(ENTRIES SUPPLIED)

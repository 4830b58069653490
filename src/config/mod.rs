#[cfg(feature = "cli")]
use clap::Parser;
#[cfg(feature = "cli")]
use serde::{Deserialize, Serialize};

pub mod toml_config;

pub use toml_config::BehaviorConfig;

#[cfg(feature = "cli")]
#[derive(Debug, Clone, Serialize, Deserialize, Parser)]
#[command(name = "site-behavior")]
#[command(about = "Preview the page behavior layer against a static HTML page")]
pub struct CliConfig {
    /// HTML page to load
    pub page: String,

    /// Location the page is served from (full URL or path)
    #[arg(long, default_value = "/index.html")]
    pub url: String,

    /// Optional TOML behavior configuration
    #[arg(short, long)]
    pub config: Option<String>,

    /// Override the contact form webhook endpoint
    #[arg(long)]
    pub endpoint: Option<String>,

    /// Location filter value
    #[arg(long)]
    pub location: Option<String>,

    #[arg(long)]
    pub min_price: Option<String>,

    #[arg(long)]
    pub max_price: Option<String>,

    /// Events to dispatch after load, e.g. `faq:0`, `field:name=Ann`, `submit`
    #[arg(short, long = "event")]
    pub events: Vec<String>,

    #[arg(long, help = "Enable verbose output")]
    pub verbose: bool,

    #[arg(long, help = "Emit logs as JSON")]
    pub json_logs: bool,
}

(End ENTRIES SUPPLIED)
(ENTRIES SUPPLIED)

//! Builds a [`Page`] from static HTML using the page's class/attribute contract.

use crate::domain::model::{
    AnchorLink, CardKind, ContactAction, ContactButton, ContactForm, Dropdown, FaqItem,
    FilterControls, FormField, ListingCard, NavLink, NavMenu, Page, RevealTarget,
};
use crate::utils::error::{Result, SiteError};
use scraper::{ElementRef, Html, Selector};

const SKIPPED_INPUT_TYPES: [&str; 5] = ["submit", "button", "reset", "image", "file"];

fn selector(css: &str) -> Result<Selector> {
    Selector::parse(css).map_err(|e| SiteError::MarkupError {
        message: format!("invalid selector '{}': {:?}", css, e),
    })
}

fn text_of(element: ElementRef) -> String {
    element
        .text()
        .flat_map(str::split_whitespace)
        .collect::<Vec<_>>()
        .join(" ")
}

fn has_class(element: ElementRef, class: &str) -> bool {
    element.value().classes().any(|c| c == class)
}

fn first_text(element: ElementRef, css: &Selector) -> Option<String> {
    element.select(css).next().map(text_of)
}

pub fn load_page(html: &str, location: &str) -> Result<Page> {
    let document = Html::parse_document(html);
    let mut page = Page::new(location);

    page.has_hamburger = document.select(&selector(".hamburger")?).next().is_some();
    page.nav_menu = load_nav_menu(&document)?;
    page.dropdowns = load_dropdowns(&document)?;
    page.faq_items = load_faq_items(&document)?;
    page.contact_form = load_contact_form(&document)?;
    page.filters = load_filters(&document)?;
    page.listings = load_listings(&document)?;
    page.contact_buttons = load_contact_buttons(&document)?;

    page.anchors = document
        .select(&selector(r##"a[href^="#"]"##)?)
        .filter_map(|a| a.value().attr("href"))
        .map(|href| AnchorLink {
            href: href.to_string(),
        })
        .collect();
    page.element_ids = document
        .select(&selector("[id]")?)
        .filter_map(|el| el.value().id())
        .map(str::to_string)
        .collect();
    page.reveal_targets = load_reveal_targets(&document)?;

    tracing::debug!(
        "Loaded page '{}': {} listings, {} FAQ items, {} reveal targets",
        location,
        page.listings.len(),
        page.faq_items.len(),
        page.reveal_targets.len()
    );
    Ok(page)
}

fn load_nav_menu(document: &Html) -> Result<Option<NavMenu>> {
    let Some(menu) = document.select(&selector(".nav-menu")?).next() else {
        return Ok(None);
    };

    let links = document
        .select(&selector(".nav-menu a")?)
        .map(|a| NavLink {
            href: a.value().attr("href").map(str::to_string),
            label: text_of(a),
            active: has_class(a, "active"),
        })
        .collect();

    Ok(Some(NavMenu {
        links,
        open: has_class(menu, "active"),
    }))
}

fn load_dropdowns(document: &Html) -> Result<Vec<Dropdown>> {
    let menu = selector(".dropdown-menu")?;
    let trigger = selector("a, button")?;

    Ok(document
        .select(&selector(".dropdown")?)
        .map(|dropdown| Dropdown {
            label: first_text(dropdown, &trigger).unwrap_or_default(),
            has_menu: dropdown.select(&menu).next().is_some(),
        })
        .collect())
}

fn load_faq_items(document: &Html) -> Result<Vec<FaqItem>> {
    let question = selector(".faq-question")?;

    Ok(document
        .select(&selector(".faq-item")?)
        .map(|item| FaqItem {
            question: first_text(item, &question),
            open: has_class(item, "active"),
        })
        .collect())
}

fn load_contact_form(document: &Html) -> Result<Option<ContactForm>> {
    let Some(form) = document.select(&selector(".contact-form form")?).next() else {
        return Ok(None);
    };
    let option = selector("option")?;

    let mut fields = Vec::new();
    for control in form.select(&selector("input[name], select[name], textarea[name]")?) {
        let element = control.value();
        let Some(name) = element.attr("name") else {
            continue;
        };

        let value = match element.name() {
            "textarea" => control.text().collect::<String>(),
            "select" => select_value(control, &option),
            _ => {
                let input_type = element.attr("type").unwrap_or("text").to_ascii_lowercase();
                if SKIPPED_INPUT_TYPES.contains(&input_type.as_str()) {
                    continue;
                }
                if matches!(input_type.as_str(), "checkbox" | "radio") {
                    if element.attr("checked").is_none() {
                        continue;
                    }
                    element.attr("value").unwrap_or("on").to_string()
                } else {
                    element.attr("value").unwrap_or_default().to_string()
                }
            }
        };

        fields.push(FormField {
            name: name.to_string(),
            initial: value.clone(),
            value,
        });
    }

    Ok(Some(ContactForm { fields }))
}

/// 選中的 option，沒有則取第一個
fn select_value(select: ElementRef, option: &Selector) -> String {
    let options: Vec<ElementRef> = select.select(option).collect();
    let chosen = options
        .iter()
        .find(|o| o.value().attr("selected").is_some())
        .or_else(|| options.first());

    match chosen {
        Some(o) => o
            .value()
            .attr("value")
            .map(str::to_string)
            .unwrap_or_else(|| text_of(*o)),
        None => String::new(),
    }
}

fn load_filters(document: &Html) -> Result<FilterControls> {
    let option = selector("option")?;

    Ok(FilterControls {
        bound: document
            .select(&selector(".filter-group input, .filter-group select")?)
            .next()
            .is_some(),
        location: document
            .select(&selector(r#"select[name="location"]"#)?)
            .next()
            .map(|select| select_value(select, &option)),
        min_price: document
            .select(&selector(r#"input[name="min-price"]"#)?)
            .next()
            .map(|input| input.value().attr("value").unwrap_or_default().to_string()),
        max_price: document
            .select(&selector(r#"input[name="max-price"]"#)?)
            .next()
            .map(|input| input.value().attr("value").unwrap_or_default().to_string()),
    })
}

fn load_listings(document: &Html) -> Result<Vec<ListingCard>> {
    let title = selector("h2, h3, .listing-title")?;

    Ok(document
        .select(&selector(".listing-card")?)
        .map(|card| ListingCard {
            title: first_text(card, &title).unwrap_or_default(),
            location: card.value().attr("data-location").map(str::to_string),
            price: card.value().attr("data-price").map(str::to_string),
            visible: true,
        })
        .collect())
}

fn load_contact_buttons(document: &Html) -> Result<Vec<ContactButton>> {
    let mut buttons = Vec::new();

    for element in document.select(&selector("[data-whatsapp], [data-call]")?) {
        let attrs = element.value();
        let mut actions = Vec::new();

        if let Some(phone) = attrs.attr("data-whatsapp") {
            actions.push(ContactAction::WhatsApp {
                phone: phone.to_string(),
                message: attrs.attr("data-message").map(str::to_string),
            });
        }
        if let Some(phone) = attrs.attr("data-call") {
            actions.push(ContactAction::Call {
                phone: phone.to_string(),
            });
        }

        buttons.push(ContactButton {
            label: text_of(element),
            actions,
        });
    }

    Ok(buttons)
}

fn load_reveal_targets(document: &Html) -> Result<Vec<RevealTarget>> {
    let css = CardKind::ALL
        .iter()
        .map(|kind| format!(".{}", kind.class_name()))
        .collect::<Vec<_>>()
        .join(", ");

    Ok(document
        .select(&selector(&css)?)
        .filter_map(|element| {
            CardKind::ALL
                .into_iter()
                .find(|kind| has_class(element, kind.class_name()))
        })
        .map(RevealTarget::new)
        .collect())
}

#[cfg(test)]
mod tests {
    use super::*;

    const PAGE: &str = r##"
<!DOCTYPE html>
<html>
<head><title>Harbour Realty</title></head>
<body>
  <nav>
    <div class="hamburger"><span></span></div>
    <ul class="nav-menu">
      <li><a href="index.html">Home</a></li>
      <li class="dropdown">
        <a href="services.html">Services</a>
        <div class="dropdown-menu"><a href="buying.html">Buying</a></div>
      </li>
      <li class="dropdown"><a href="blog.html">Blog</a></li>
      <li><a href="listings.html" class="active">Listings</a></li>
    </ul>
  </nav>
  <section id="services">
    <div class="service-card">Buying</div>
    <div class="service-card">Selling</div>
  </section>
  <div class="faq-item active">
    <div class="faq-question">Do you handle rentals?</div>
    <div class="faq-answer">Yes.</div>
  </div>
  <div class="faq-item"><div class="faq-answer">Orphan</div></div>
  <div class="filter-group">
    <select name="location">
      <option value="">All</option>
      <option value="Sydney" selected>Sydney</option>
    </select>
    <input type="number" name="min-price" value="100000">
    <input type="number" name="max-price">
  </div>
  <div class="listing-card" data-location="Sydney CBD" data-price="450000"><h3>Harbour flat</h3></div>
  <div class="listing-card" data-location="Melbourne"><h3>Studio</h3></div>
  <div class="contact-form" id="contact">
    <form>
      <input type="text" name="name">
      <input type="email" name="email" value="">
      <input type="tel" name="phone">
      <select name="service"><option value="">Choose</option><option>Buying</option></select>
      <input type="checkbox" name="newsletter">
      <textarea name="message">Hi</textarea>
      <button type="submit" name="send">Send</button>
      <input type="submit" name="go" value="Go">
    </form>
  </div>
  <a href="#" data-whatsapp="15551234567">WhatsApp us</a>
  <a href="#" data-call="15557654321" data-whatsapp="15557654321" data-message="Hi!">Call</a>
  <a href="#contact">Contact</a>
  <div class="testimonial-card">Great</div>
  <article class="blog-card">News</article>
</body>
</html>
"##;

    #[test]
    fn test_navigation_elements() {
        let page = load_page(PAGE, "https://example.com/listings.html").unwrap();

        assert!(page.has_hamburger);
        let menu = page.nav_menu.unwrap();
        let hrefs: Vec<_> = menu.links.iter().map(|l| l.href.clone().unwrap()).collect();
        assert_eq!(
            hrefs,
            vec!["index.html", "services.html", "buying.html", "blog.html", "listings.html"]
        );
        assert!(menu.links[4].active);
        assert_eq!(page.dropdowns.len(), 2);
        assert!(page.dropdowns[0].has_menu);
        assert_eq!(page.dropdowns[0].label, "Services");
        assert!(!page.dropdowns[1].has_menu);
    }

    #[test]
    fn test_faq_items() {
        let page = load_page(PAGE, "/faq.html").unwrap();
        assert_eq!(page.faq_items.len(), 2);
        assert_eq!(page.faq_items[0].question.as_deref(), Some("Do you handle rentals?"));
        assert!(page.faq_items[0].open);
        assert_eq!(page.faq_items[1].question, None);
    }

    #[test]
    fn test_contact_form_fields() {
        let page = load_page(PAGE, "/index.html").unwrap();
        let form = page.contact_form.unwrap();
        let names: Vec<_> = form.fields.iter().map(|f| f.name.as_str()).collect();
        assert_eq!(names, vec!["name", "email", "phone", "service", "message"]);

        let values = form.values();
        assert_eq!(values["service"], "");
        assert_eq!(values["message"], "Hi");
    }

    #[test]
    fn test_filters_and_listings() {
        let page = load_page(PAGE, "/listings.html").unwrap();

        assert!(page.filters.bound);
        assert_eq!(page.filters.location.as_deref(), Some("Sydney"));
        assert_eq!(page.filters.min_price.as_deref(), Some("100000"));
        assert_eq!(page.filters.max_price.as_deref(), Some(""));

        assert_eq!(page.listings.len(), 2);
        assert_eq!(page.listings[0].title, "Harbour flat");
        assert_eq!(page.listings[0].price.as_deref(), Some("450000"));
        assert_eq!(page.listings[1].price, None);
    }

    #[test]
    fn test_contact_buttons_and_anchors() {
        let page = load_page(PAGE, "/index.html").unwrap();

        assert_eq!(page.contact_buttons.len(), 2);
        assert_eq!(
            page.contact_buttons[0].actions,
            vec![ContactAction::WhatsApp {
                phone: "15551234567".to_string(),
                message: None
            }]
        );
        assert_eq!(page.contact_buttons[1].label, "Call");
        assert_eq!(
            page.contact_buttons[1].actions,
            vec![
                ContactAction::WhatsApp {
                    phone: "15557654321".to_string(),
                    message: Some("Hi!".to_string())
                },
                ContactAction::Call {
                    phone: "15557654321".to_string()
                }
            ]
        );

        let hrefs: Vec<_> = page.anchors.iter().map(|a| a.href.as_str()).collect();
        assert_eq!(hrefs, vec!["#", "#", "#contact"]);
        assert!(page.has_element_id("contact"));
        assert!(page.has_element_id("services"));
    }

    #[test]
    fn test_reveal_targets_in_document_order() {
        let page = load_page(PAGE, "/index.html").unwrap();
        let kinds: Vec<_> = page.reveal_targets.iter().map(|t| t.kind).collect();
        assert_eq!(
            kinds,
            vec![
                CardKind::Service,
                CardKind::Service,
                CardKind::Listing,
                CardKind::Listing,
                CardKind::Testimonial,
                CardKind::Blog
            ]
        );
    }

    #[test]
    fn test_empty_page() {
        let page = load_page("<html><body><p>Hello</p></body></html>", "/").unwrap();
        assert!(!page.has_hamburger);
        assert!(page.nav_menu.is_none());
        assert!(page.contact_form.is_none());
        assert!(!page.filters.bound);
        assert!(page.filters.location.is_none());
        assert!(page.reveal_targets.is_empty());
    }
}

(End ENTRIES SUPPLIED)

■ **WHAT IS NEEDED**: Search the data above and return each line in which "active" occurs.

■ **ANSWER AREA**:
            active: has_class(a, "active"),
        open: has_class(menu, "active"),
            open: has_class(item, "active"),
      <li><a href="listings.html" class="active">Listings</a></li>
  <div class="faq-item active">
        assert!(menu.links[4].active);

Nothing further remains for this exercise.